Si è partito dai primi passi della regista alla scuola di documentario, televisione e nuovi media Zelig, di Bolzano, dove, come ha ricordato Heidi Gronauer, Pedicini frequenta inizialmente un corso di scrittura, per poi diplomarsi nel 2010 col corto My Marlboro City, dove racconta la sua città natale Brindisi. E proprio l’«enorme urgenza di raccontare cose che gli erano care» è uno dei tratti di Pedicini ricordati da Gronauer, insieme all’interesse per la «diversità culturale», all’esplorazione di «temi difficili» e alla già notevole capacità di lavorare in team dando fiducia e spazio a ciascuno dei collaboratori: «per Valentina l’autore del film non era solo lei». Un’autrice «aperta a lasciarsi sorprendere» dalle realtà che ha raccontava, come ben evidenzia anche un altro dei corti realizzati alla scuola Zelig, Pater Noster (2008), che mostrando la comunità dei monaci shaolin cattolici di Bolzano anticipa il viaggio dell’ultimo lungometraggio, Faith.

Una regista, Pedicini, che con i suoi film ha messo in discussione lo stesso confine tra cinema del reale e cinema di finzione, per esempio con Dal Profondo, che oltre ad essere un doc sulle lotte dei minatori di Nuraxi Figus, in Sardegna, a tratti sembra quasi «un film distopico di fantascienza», come ha detto Montinari. E di quel film ha parlato anche Alessandro Borrelli (tra i giurati che conferirono al progetto il Premio Solinas), il quale ha sottolineato il valore di un percorso, accomunante Pedicini e altri autori italiani contemporanei, «che racconta il vero, per poi portare questa esperienza nel cinema di finzione e poi tornare di nuovo a raccontare il reale».

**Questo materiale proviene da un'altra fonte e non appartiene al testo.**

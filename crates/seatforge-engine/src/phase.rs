//! Session phase and generation status.

use std::fmt;

use serde::{Deserialize, Serialize};

/// Two-stage session state machine. The only transition is
/// `Selection -> Arrangement`.
#[derive(Debug, Clone, Copy, Default, PartialEq, Eq, Serialize, Deserialize)]
#[serde(rename_all = "snake_case")]
pub enum Phase {
    /// Seats are being chosen on the grid.
    #[default]
    Selection,

    /// Students are being placed and adjusted.
    Arrangement,
}

impl fmt::Display for Phase {
    fn fmt(&self, f: &mut fmt::Formatter<'_>) -> fmt::Result {
        match self {
            Phase::Selection => f.write_str("seat selection"),
            Phase::Arrangement => f.write_str("arrangement"),
        }
    }
}

/// Status of the layout-generation collaborator as seen by the session.
#[derive(Debug, Clone, Copy, Default, PartialEq, Eq, Serialize, Deserialize)]
#[serde(rename_all = "snake_case")]
pub enum GenerationStatus {
    #[default]
    Idle,
    Pending,
    Success,
    Failed,
}

impl fmt::Display for GenerationStatus {
    fn fmt(&self, f: &mut fmt::Formatter<'_>) -> fmt::Result {
        let s = match self {
            GenerationStatus::Idle => "idle",
            GenerationStatus::Pending => "pending",
            GenerationStatus::Success => "success",
            GenerationStatus::Failed => "failed",
        };
        f.write_str(s)
    }
}
impl Header {
    /// Parse a header from exactly 392 bytes.
    ///
    /// The bytes are copied; later edits never touch the caller's buffer.
    /// Magic bytes are not checked here, see `magic::validate_header`.
    pub fn parse(bytes: &[u8]) -> Result<Self> {
        let buf: [u8; HEADER_SIZE] = bytes.try_into().map_err(|_| Error::WrongSize {
            expected: HEADER_SIZE,
            actual: bytes.len(),
        })?;
        Ok(Self { buf })
    }

    /// A fresh header cloned from the default template
    pub fn new() -> Self {
        Self {
            buf: *default_pti_header(),
        }
    }

    /// Live byte representation including all edits
    pub fn as_bytes(&self) -> &[u8; HEADER_SIZE] {
        &self.buf
    }

    pub fn into_bytes(self) -> [u8; HEADER_SIZE] {
        self.buf
    }

    // Raw little-endian access

    fn u8_at(&self, offset: usize) -> u8 {
        self.buf[offset]
    }

    fn i8_at(&self, offset: usize) -> i8 {
        self.buf[offset] as i8
    }

    fn u16_at(&self, offset: usize) -> u16 {
        u16::from_le_bytes([self.buf[offset], self.buf[offset + 1]])
    }

    fn u32_at(&self, offset: usize) -> u32 {
        u32::from_le_bytes([
            self.buf[offset],
            self.buf[offset + 1],
            self.buf[offset + 2],
            self.buf[offset + 3],
        ])
    }

    fn f32_at(&self, offset: usize) -> f32 {
        f32::from_bits(self.u32_at(offset))
    }

    fn put_u8(&mut self, offset: usize, value: u8) {
        self.buf[offset] = value;
    }

    fn put_u16(&mut self, offset: usize, value: u16) {
        self.buf[offset..offset + 2].copy_from_slice(&value.to_le_bytes());
    }

    fn put_u32(&mut self, offset: usize, value: u32) {
        self.buf[offset..offset + 4].copy_from_slice(&value.to_le_bytes());
    }

    fn put_f32(&mut self, offset: usize, value: f32) {
        self.put_u32(offset, value.to_bits());
    }

    // Sample

    pub fn is_wavetable(&self) -> bool {
        self.u8_at(IS_WAVETABLE) == 1
    }

    pub fn set_is_wavetable(&mut self, value: bool) {
        self.put_u8(IS_WAVETABLE, value as u8);
    }

    /// Instrument name with NUL padding removed
    pub fn name(&self) -> String {
        self.buf[NAME..NAME + NAME_LEN]
            .iter()
            .filter(|b| **b != 0)
            .map(|&b| if b.is_ascii() { b as char } else { '?' })
            .collect()
    }

    /// Set the instrument name.
    ///
    /// Names longer than 31 characters are truncated; non-ASCII characters
    /// are replaced with `?`.
    pub fn set_name(&mut self, value: &str) {
        let field = &mut self.buf[NAME..NAME + NAME_LEN];
        field.fill(0);
        for (slot, ch) in field.iter_mut().zip(value.chars()) {
            *slot = if ch.is_ascii() { ch as u8 } else { b'?' };
        }
    }

    /// Sample length in frames as recorded in the header
    pub fn sample_length(&self) -> u32 {
        self.u32_at(SAMPLE_LENGTH)
    }

    pub fn set_sample_length(&mut self, value: u32) {
        self.put_u32(SAMPLE_LENGTH, value);
    }

    pub fn wavetable_window_size(&self) -> u16 {
        self.u16_at(WAVETABLE_WINDOW_SIZE)
    }

    pub fn set_wavetable_window_size(&mut self, value: u16) {
        self.put_u16(WAVETABLE_WINDOW_SIZE, value);
    }

    pub fn wavetable_total_positions(&self) -> u16 {
        self.u16_at(WAVETABLE_TOTAL_POSITIONS)
    }

    pub fn set_wavetable_total_positions(&mut self, value: u16) {
        self.put_u16(WAVETABLE_TOTAL_POSITIONS, value);
    }

    pub fn wavetable_position(&self) -> u16 {
        self.u16_at(WAVETABLE_POSITION)
    }

    pub fn set_wavetable_position(&mut self, value: u16) {
        self.put_u16(WAVETABLE_POSITION, value);
    }

    // Playback

    /// Raw playback mode byte, may hold values outside the known modes
    pub fn sample_playback_raw(&self) -> u8 {
        self.u8_at(SAMPLE_PLAYBACK)
    }

    pub fn sample_playback(&self) -> Option<SamplePlayback> {
        SamplePlayback::try_from(self.sample_playback_raw()).ok()
    }

    pub fn set_sample_playback(&mut self, value: SamplePlayback) {
        self.put_u8(SAMPLE_PLAYBACK, value as u8);
    }

    pub fn category(&self) -> Option<PlaybackCategory> {
        classify(self.sample_playback_raw())
    }

    pub fn playback_start(&self) -> u16 {
        self.u16_at(PLAYBACK_START)
    }

    pub fn loop_start(&self) -> u16 {
        self.u16_at(LOOP_START)
    }

    pub fn loop_end(&self) -> u16 {
        self.u16_at(LOOP_END)
    }

    pub fn playback_end(&self) -> u16 {
        self.u16_at(PLAYBACK_END)
    }

    fn offsets(&self) -> (u32, u32, u32, u32) {
        (
            self.playback_start() as u32,
            self.loop_start() as u32,
            self.loop_end() as u32,
            self.playback_end() as u32,
        )
    }

    fn put_offsets(&mut self, start: u32, loop_start: u32, loop_end: u32, end: u32) {
        self.put_u16(PLAYBACK_START, start as u16);
        self.put_u16(LOOP_START, loop_start as u16);
        self.put_u16(LOOP_END, loop_end as u16);
        self.put_u16(PLAYBACK_END, end as u16);
    }

    /// Whether `start < loop start < loop end < end` currently holds
    pub fn offsets_ordered(&self) -> bool {
        let (start, loop_start, loop_end, end) = self.offsets();
        start < loop_start && loop_start < loop_end && loop_end < end
    }

    /// Bring out-of-order offsets into strict order before an edit.
    /// Keeps playback start where possible; a collapsed loop is reopened to
    /// span the playback range.
    fn normalize_offsets(&mut self) {
        if self.offsets_ordered() {
            return;
        }
        let (start, loop_start, loop_end, end) = self.offsets();
        let end = end.max(3);
        let start = start.min(end - 3);
        let loop_start = loop_start.clamp(start + 1, end - 2);
        let loop_end = if loop_end > loop_start && loop_end < end {
            loop_end
        } else {
            end - 1
        };
        self.put_offsets(start, loop_start, loop_end, end);
    }

    /// Set playback start, pushing loop start and loop end up if needed
    pub fn set_playback_start(&mut self, value: u16) {
        self.normalize_offsets();
        let (_, mut loop_start, mut loop_end, end) = self.offsets();
        let start = (value as u32).min(end - 3);
        if loop_start <= start {
            loop_start = start + 1;
        }
        if loop_end <= loop_start {
            loop_end = loop_start + 1;
        }
        self.put_offsets(start, loop_start, loop_end, end);
    }

    /// Set loop start, clamped between playback start and loop end
    pub fn set_loop_start(&mut self, value: u16) {
        self.normalize_offsets();
        let (start, _, loop_end, _) = self.offsets();
        let loop_start = (value as u32).clamp(start + 1, loop_end - 1);
        self.put_u16(LOOP_START, loop_start as u16);
    }

    /// Set loop end, clamped between loop start and playback end
    pub fn set_loop_end(&mut self, value: u16) {
        self.normalize_offsets();
        let (_, loop_start, _, end) = self.offsets();
        let loop_end = (value as u32).clamp(loop_start + 1, end - 1);
        self.put_u16(LOOP_END, loop_end as u16);
    }

    /// Set playback end, dragging loop end and loop start down if needed
    pub fn set_playback_end(&mut self, value: u16) {
        self.normalize_offsets();
        let (start, mut loop_start, mut loop_end, _) = self.offsets();
        let end = (value as u32).max(start + 3);
        if loop_end >= end {
            loop_end = end - 1;
        }
        if loop_start >= loop_end {
            loop_start = loop_end - 1;
        }
        self.put_offsets(start, loop_start, loop_end, end);
    }

    // Filter

    pub fn cutoff(&self) -> f32 {
        self.f32_at(CUTOFF)
    }

    /// Set filter cutoff, clamped to 0.0..=1.0
    pub fn set_cutoff(&mut self, value: f32) {
        self.put_f32(CUTOFF, clamp_f32(value, 0.0, 1.0));
    }

    pub fn resonance(&self) -> f32 {
        self.f32_at(RESONANCE)
    }

    /// Set filter resonance, clamped to 0.0..=4.3
    pub fn set_resonance(&mut self, value: f32) {
        self.put_f32(RESONANCE, clamp_f32(value, 0.0, MAX_RESONANCE));
    }

    pub fn filter_type(&self) -> Option<FilterType> {
        FilterType::try_from(self.u8_at(FILTER_TYPE)).ok()
    }

    pub fn set_filter_type(&mut self, value: FilterType) {
        self.put_u8(FILTER_TYPE, value as u8);
    }

    pub fn filter_enabled(&self) -> bool {
        self.u8_at(FILTER_ENABLED) != 0
    }

    pub fn set_filter_enabled(&mut self, value: bool) {
        self.put_u8(FILTER_ENABLED, value as u8);
    }

    // Instrument parameters

    /// Coarse tune in semitones
    pub fn tune(&self) -> i8 {
        self.i8_at(TUNE)
    }

    pub fn set_tune(&mut self, value: i8) {
        self.put_u8(TUNE, value.clamp(-24, 24) as u8);
    }

    /// Fine tune in cents
    pub fn finetune(&self) -> i8 {
        self.i8_at(FINETUNE)
    }

    pub fn set_finetune(&mut self, value: i8) {
        self.put_u8(FINETUNE, value.clamp(-100, 100) as u8);
    }

    pub fn volume(&self) -> u8 {
        self.u8_at(VOLUME)
    }

    pub fn set_volume(&mut self, value: u8) {
        self.put_u8(VOLUME, value.min(100));
    }

    /// Panning, 50 is center
    pub fn panning(&self) -> u8 {
        self.u8_at(PANNING)
    }

    pub fn set_panning(&mut self, value: u8) {
        self.put_u8(PANNING, value.min(100));
    }

    pub fn delay_send(&self) -> u8 {
        self.u8_at(DELAY_SEND)
    }

    pub fn set_delay_send(&mut self, value: u8) {
        self.put_u8(DELAY_SEND, value.min(100));
    }

    pub fn reverb_send(&self) -> u8 {
        self.u8_at(REVERB_SEND)
    }

    pub fn set_reverb_send(&mut self, value: u8) {
        self.put_u8(REVERB_SEND, value.min(100));
    }

    pub fn overdrive(&self) -> u8 {
        self.u8_at(OVERDRIVE)
    }

    pub fn set_overdrive(&mut self, value: u8) {
        self.put_u8(OVERDRIVE, value.min(100));
    }

    pub fn bit_depth(&self) -> u8 {
        self.u8_at(BIT_DEPTH)
    }

    pub fn set_bit_depth(&mut self, value: u8) {
        self.put_u8(BIT_DEPTH, value.clamp(1, 16));
    }

    // Slices

    pub fn num_slices(&self) -> u8 {
        self.u8_at(NUM_SLICES)
    }

    pub fn set_num_slices(&mut self, value: u8) {
        self.put_u8(NUM_SLICES, value.min(MAX_SLICES as u8));
    }

    /// The first `num_slices` entries of the slice table.
    ///
    /// Entries are returned as stored; ordering is not checked.
    pub fn slices(&self) -> Vec<u16> {
        let count = (self.num_slices() as usize).min(MAX_SLICES);
        (0..count).map(|i| self.u16_at(SLICES + i * 2)).collect()
    }

    /// Replace the slice table. At most 48 entries are kept; unused entries
    /// are zeroed.
    pub fn set_slices(&mut self, slices: &[u16]) {
        let count = slices.len().min(MAX_SLICES);
        for i in 0..MAX_SLICES {
            let value = if i < count { slices[i] } else { 0 };
            self.put_u16(SLICES + i * 2, value);
        }
        self.put_u8(NUM_SLICES, count as u8);
    }

    /// Whether the active slices are strictly increasing
    pub fn slices_ordered(&self) -> bool {
        self.slices().windows(2).all(|pair| pair[0] < pair[1])
    }

    // Granular

    /// Grain length in frames
    pub fn granular_length(&self) -> u16 {
        self.u16_at(GRANULAR_LENGTH)
    }

    pub fn set_granular_length(&mut self, value: u16) {
        self.put_u16(GRANULAR_LENGTH, value);
    }

    pub fn granular_position(&self) -> u16 {
        self.u16_at(GRANULAR_POSITION)
    }

    pub fn set_granular_position(&mut self, value: u16) {
        self.put_u16(GRANULAR_POSITION, value);
    }

    pub fn granular_shape(&self) -> Option<GranularShape> {
        GranularShape::try_from(self.u8_at(GRANULAR_SHAPE)).ok()
    }

    pub fn set_granular_shape(&mut self, value: GranularShape) {
        self.put_u8(GRANULAR_SHAPE, value as u8);
    }

    pub fn granular_loop_mode(&self) -> Option<GranularLoopMode> {
        GranularLoopMode::try_from(self.u8_at(GRANULAR_LOOP_MODE)).ok()
    }

    pub fn set_granular_loop_mode(&mut self, value: GranularLoopMode) {
        self.put_u8(GRANULAR_LOOP_MODE, value as u8);
    }

    // Automation

    /// Decode the envelope and LFO blocks (read-only)
    pub fn automation(&self) -> Result<Automation> {
        let end = LFO_START + AUTOMATION_TARGETS * LFO_SIZE;
        let mut cursor = Cursor::new(&self.buf[ENVELOPE_START..end]);
        Ok(Automation::read(&mut cursor)?)
    }
}
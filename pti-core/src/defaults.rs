//! Default header templates
//!
//! Both templates are built on first use and cached for the lifetime of the
//! process. New instruments imported from plain audio files start from the
//! .pti template. The WAV template is the serialized `WavHeader::tracker()`.
//!
//! .pti layout of the automation region (little-endian):
//! - 92..212: six envelopes, 20 bytes each
//!   (volume, panning, cutoff, wavetable position, granular position, finetune)
//! - 212..260: six LFOs, 8 bytes each, same target order

use std::sync::OnceLock;

use crate::error::{Error, Result};
use crate::magic::{primary_magic, HEADER_SIZE, MAGIC_LEN};
use crate::wav::WavHeader;

/// Size of the canonical WAV header in bytes
pub const WAV_HEADER_SIZE: usize = 44;

/// First envelope block offset
pub const ENVELOPE_START: usize = 92;
/// Size of one envelope block
pub const ENVELOPE_SIZE: usize = 20;
/// First LFO block offset
pub const LFO_START: usize = 212;
/// Size of one LFO block
pub const LFO_SIZE: usize = 8;
/// Number of automation targets
pub const AUTOMATION_TARGETS: usize = 6;

/// Default envelope release time in milliseconds
const DEFAULT_RELEASE_MS: u16 = 1000;
/// Default LFO shape (triangle)
const DEFAULT_LFO_SHAPE: u8 = 2;

static DEFAULT_PTI_HEADER: OnceLock<[u8; HEADER_SIZE]> = OnceLock::new();
static DEFAULT_WAV_HEADER: OnceLock<[u8; WAV_HEADER_SIZE]> = OnceLock::new();

/// The canonical 392-byte .pti header
pub fn default_pti_header() -> &'static [u8; HEADER_SIZE] {
    DEFAULT_PTI_HEADER.get_or_init(build_pti_header)
}

/// The canonical 44-byte WAV header for mono 16-bit 44.1 kHz PCM.
///
/// The data size field is zero.
pub fn default_wav_header() -> Result<&'static [u8; WAV_HEADER_SIZE]> {
    if let Some(header) = DEFAULT_WAV_HEADER.get() {
        return Ok(header);
    }
    let header = build_wav_header()?;
    Ok(DEFAULT_WAV_HEADER.get_or_init(|| header))
}

fn build_pti_header() -> [u8; HEADER_SIZE] {
    let mut data = [0u8; HEADER_SIZE];

    data[..MAGIC_LEN].copy_from_slice(&primary_magic());

    // 64: wavetable window size
    data[64..66].copy_from_slice(&2048u16.to_le_bytes());

    // 80..86: loop start, loop end, playback end
    data[80..82].copy_from_slice(&1u16.to_le_bytes());
    data[82..84].copy_from_slice(&65534u16.to_le_bytes());
    data[84..86].copy_from_slice(&65535u16.to_le_bytes());

    for target in 0..AUTOMATION_TARGETS {
        let env = ENVELOPE_START + target * ENVELOPE_SIZE;
        data[env..env + 4].copy_from_slice(&1.0f32.to_le_bytes()); // amount
        data[env + 12..env + 16].copy_from_slice(&1.0f32.to_le_bytes()); // sustain
        data[env + 16..env + 18].copy_from_slice(&DEFAULT_RELEASE_MS.to_le_bytes());

        let lfo = LFO_START + target * LFO_SIZE;
        data[lfo] = DEFAULT_LFO_SHAPE;
        data[lfo + 4..lfo + 8].copy_from_slice(&0.5f32.to_le_bytes()); // amount
    }

    // Volume envelope enabled
    data[ENVELOPE_START + 19] = 1;

    // 260: filter cutoff fully open
    data[260..264].copy_from_slice(&1.0f32.to_le_bytes());

    data[272] = 50; // volume
    data[276] = 50; // panning

    // 378: granular length in frames (10 ms)
    data[378..380].copy_from_slice(&441u16.to_le_bytes());

    data[386] = 16; // bit depth

    data
}

fn build_wav_header() -> Result<[u8; WAV_HEADER_SIZE]> {
    let bytes = WavHeader::tracker().to_bytes()?;
    let len = bytes.len();
    bytes.try_into().map_err(|_| Error::WrongSize {
        expected: WAV_HEADER_SIZE,
        actual: len,
    })
}

#[cfg(test)]
mod tests {
    use super::*;
    use crate::magic::validate_header;

    #[test]
    fn test_default_pti_is_cached() {
        let a = default_pti_header();
        let b = default_pti_header();
        assert_eq!(a, b);
        assert!(std::ptr::eq(a, b));
    }

    #[test]
    fn test_default_pti_passes_validation() {
        assert!(validate_header(default_pti_header()).valid);
    }

    #[test]
    fn test_default_pti_fields() {
        let data = default_pti_header();
        assert_eq!(&data[0..2], b"TI");
        assert_eq!(data[5], 5);
        assert_eq!(u16::from_le_bytes([data[64], data[65]]), 2048);
        assert_eq!(u16::from_le_bytes([data[78], data[79]]), 0);
        assert_eq!(u16::from_le_bytes([data[80], data[81]]), 1);
        assert_eq!(u16::from_le_bytes([data[82], data[83]]), 65534);
        assert_eq!(u16::from_le_bytes([data[84], data[85]]), 65535);
        assert_eq!(f32::from_le_bytes([data[260], data[261], data[262], data[263]]), 1.0);
        assert_eq!(data[272], 50);
        assert_eq!(data[276], 50);
        assert_eq!(u16::from_le_bytes([data[378], data[379]]), 441);
        assert_eq!(data[386], 16);
    }

    #[test]
    fn test_default_automation_blocks() {
        let data = default_pti_header();
        for target in 0..AUTOMATION_TARGETS {
            let env = ENVELOPE_START + target * ENVELOPE_SIZE;
            let amount = f32::from_le_bytes([data[env], data[env + 1], data[env + 2], data[env + 3]]);
            let release = u16::from_le_bytes([data[env + 16], data[env + 17]]);
            assert_eq!(amount, 1.0);
            assert_eq!(release, 1000);

            let lfo = LFO_START + target * LFO_SIZE;
            assert_eq!(data[lfo], 2);
            let lfo_amount = f32::from_le_bytes([data[lfo + 4], data[lfo + 5], data[lfo + 6], data[lfo + 7]]);
            assert_eq!(lfo_amount, 0.5);
        }
        assert_eq!(LFO_START + AUTOMATION_TARGETS * LFO_SIZE, 260);
    }

    #[test]
    fn test_default_wav_header() {
        let data = default_wav_header().unwrap();
        assert_eq!(&data[0..4], b"RIFF");
        assert_eq!(&data[8..12], b"WAVE");
        assert_eq!(&data[12..16], b"fmt ");
        assert_eq!(&data[36..40], b"data");
        assert_eq!(u32::from_le_bytes([data[24], data[25], data[26], data[27]]), 44_100);
        assert_eq!(u32::from_le_bytes([data[40], data[41], data[42], data[43]]), 0);
        assert_eq!(u32::from_le_bytes([data[4], data[5], data[6], data[7]]), 36);
        assert!(std::ptr::eq(default_wav_header().unwrap(), data));
    }
}
//! Instrument data table
//!
//! `InstrumentReport` is the human-facing summary of a header and its audio:
//! times are in milliseconds relative to the actual audio length, gains in dB
//! and panning centered on zero. Rows follow the playback mode; fields that do
//! not apply to the mode are left out.

use std::fmt;

use serde::Serialize;

use crate::automation::Automation;
use crate::header::{Header, MAX_RESONANCE};
use crate::playback::{is_wavetable, PlaybackCategory};
use crate::units::{
    convert_send, convert_volume, display_db, display_milliseconds, frames_to_ms, rel_offset,
};

#[derive(Debug, Clone, Serialize, PartialEq)]
pub struct WavetableReport {
    pub window_size: u16,
    pub total_positions: u16,
    pub position: u16,
}

#[derive(Debug, Clone, Serialize, PartialEq)]
pub struct GranularReport {
    pub length_ms: f64,
    pub position_ms: f64,
    pub shape: Option<String>,
    pub loop_mode: Option<String>,
}

#[derive(Debug, Clone, Serialize, PartialEq)]
pub struct FilterReport {
    pub filter_type: Option<String>,
    /// Cutoff in percent
    pub cutoff: u32,
    /// Resonance in percent of the maximum
    pub resonance: u32,
}

/// Data table for one instrument
#[derive(Debug, Clone, Serialize, PartialEq)]
pub struct InstrumentReport {
    pub name: String,
    pub length_ms: f64,
    /// Length recorded in the header, which may disagree with the audio
    pub header_length_ms: f64,
    pub playback: Option<String>,
    pub category: Option<PlaybackCategory>,

    #[serde(skip_serializing_if = "Option::is_none")]
    pub start_ms: Option<f64>,
    #[serde(skip_serializing_if = "Option::is_none")]
    pub loop_start_ms: Option<f64>,
    #[serde(skip_serializing_if = "Option::is_none")]
    pub loop_end_ms: Option<f64>,
    #[serde(skip_serializing_if = "Option::is_none")]
    pub end_ms: Option<f64>,
    #[serde(skip_serializing_if = "Option::is_none")]
    pub slices_ms: Option<Vec<f64>>,
    pub slices_ordered: bool,
    #[serde(skip_serializing_if = "Option::is_none")]
    pub wavetable: Option<WavetableReport>,
    #[serde(skip_serializing_if = "Option::is_none")]
    pub granular: Option<GranularReport>,

    pub volume_db: f64,
    /// -50 (left) to 50 (right)
    pub panning: i16,
    pub tune: i8,
    pub finetune: i8,
    /// `None` when the filter is disabled
    pub filter: Option<FilterReport>,
    pub overdrive: u8,
    pub bit_depth: u8,
    /// Send levels in dB, `None` when silent
    pub reverb_send_db: Option<f64>,
    pub delay_send_db: Option<f64>,

    pub automation: Option<Automation>,
}

fn send_db(value: u8) -> Option<f64> {
    let db = convert_send(value);
    db.is_finite().then_some(db)
}

impl InstrumentReport {
    /// Build the report for `header` with `frames` frames of actual audio
    pub fn new(header: &Header, frames: usize) -> Self {
        let length_ms = frames_to_ms(frames);
        let at = |offset: u16| rel_offset(offset) * length_ms;
        let category = header.category();
        let playback_raw = header.sample_playback_raw();

        let timed = matches!(
            category,
            Some(PlaybackCategory::OneShot) | Some(PlaybackCategory::Loop)
        );
        let looped = category == Some(PlaybackCategory::Loop);

        let filter = header.filter_enabled().then(|| FilterReport {
            filter_type: header.filter_type().map(|t| t.label().to_string()),
            cutoff: (header.cutoff() * 100.0).floor() as u32,
            resonance: (header.resonance() / MAX_RESONANCE * 100.0).round() as u32,
        });

        Self {
            name: header.name(),
            length_ms,
            header_length_ms: frames_to_ms(header.sample_length() as usize),
            playback: header.sample_playback().map(|p| p.label().to_string()),
            category,
            start_ms: timed.then(|| at(header.playback_start())),
            loop_start_ms: looped.then(|| at(header.loop_start())),
            loop_end_ms: looped.then(|| at(header.loop_end())),
            end_ms: timed.then(|| at(header.playback_end())),
            slices_ms: (category == Some(PlaybackCategory::Sliced))
                .then(|| header.slices().into_iter().map(at).collect()),
            slices_ordered: header.slices_ordered(),
            wavetable: (header.is_wavetable() && is_wavetable(playback_raw)).then(|| {
                WavetableReport {
                    window_size: header.wavetable_window_size(),
                    total_positions: header.wavetable_total_positions(),
                    position: header.wavetable_position(),
                }
            }),
            granular: (category == Some(PlaybackCategory::Granular)).then(|| GranularReport {
                length_ms: frames_to_ms(header.granular_length() as usize),
                position_ms: at(header.granular_position()),
                shape: header.granular_shape().map(|s| s.label().to_string()),
                loop_mode: header.granular_loop_mode().map(|m| m.label().to_string()),
            }),
            volume_db: convert_volume(header.volume()),
            panning: header.panning() as i16 - 50,
            tune: header.tune(),
            finetune: header.finetune(),
            filter,
            overdrive: header.overdrive(),
            bit_depth: header.bit_depth(),
            reverb_send_db: send_db(header.reverb_send()),
            delay_send_db: send_db(header.delay_send()),
            automation: header.automation().ok(),
        }
    }

    /// Whether the header's sample length disagrees with the audio
    pub fn length_mismatch(&self) -> bool {
        self.header_length_ms != self.length_ms
    }

    pub fn to_json(&self) -> crate::Result<String> {
        Ok(serde_json::to_string_pretty(self)?)
    }

    /// Label / value rows in display order
    pub fn rows(&self) -> Vec<(&'static str, String)> {
        let mut rows = Vec::new();
        let unknown = || "Unknown".to_string();

        rows.push(("Name", self.name.clone()));
        let mut length = display_milliseconds(self.length_ms);
        if self.length_mismatch() {
            length.push_str(&format!(
                " (header says: {})",
                display_milliseconds(self.header_length_ms)
            ));
        }
        rows.push(("Length", length));
        rows.push(("Playback", self.playback.clone().unwrap_or_else(unknown)));

        if let Some(start) = self.start_ms {
            rows.push(("Start", display_milliseconds(start)));
        }
        if let Some(loop_start) = self.loop_start_ms {
            rows.push(("Loop start", display_milliseconds(loop_start)));
        }
        if let Some(loop_end) = self.loop_end_ms {
            rows.push(("Loop end", display_milliseconds(loop_end)));
        }
        if let Some(end) = self.end_ms {
            rows.push(("End", display_milliseconds(end)));
        }

        if let Some(slices) = &self.slices_ms {
            rows.push(("Slices", slices.len().to_string()));
            for slice in slices {
                rows.push(("", display_milliseconds(*slice)));
            }
        }

        if let Some(wavetable) = &self.wavetable {
            rows.push(("Window size", wavetable.window_size.to_string()));
            rows.push(("Total positions", wavetable.total_positions.to_string()));
            rows.push(("Position", wavetable.position.to_string()));
        }

        if let Some(granular) = &self.granular {
            rows.push(("Length", display_milliseconds(granular.length_ms)));
            rows.push(("Position", display_milliseconds(granular.position_ms)));
            rows.push(("Shape", granular.shape.clone().unwrap_or_else(unknown)));
            rows.push(("Loop mode", granular.loop_mode.clone().unwrap_or_else(unknown)));
        }

        rows.push(("Volume", display_db(self.volume_db)));
        rows.push(("Panning", self.panning.to_string()));
        rows.push(("Tune", self.tune.to_string()));
        rows.push(("Finetune", self.finetune.to_string()));

        match &self.filter {
            None => rows.push(("Filter", "Disabled".to_string())),
            Some(filter) => {
                rows.push(("Filter", filter.filter_type.clone().unwrap_or_else(unknown)));
                rows.push(("Cutoff", filter.cutoff.to_string()));
                rows.push(("Resonance", filter.resonance.to_string()));
            }
        }

        rows.push(("Overdrive", self.overdrive.to_string()));
        rows.push(("Bit depth", self.bit_depth.to_string()));
        rows.push((
            "Reverb send",
            display_db(self.reverb_send_db.unwrap_or(f64::NEG_INFINITY)),
        ));
        rows.push((
            "Delay send",
            display_db(self.delay_send_db.unwrap_or(f64::NEG_INFINITY)),
        ));

        rows
    }
}

impl fmt::Display for InstrumentReport {
    fn fmt(&self, f: &mut fmt::Formatter<'_>) -> fmt::Result {
        let rows = self.rows();
        let width = rows.iter().map(|(label, _)| label.len()).max().unwrap_or(0);
        for (label, value) in rows {
            writeln!(f, "{:width$}  {}", label, value, width = width)?;
        }
        Ok(())
    }
}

Alfredo Covelli (anche in concorso a questo TFF col doc I tuffatori) si è soffermato in particolare sul lavoro con Pedicini per il corto Era ieri, da lui prodotto e con cui la regista esordì nel cinema di finzione. Tra le altre cose Covelli ha ricordato la casting call a cui si presentarono «cinquecento bambini dai sette agli undici anni» e dove, racconta, «mi accorsi subito che lei non cercava attori ma cercava suoi simili, per raccontare la sua infanzia». Covelli ha inoltre espresso il desiderio che la regista venga ricordata «attraverso rassegne e retrospettive, io cercherò di farlo».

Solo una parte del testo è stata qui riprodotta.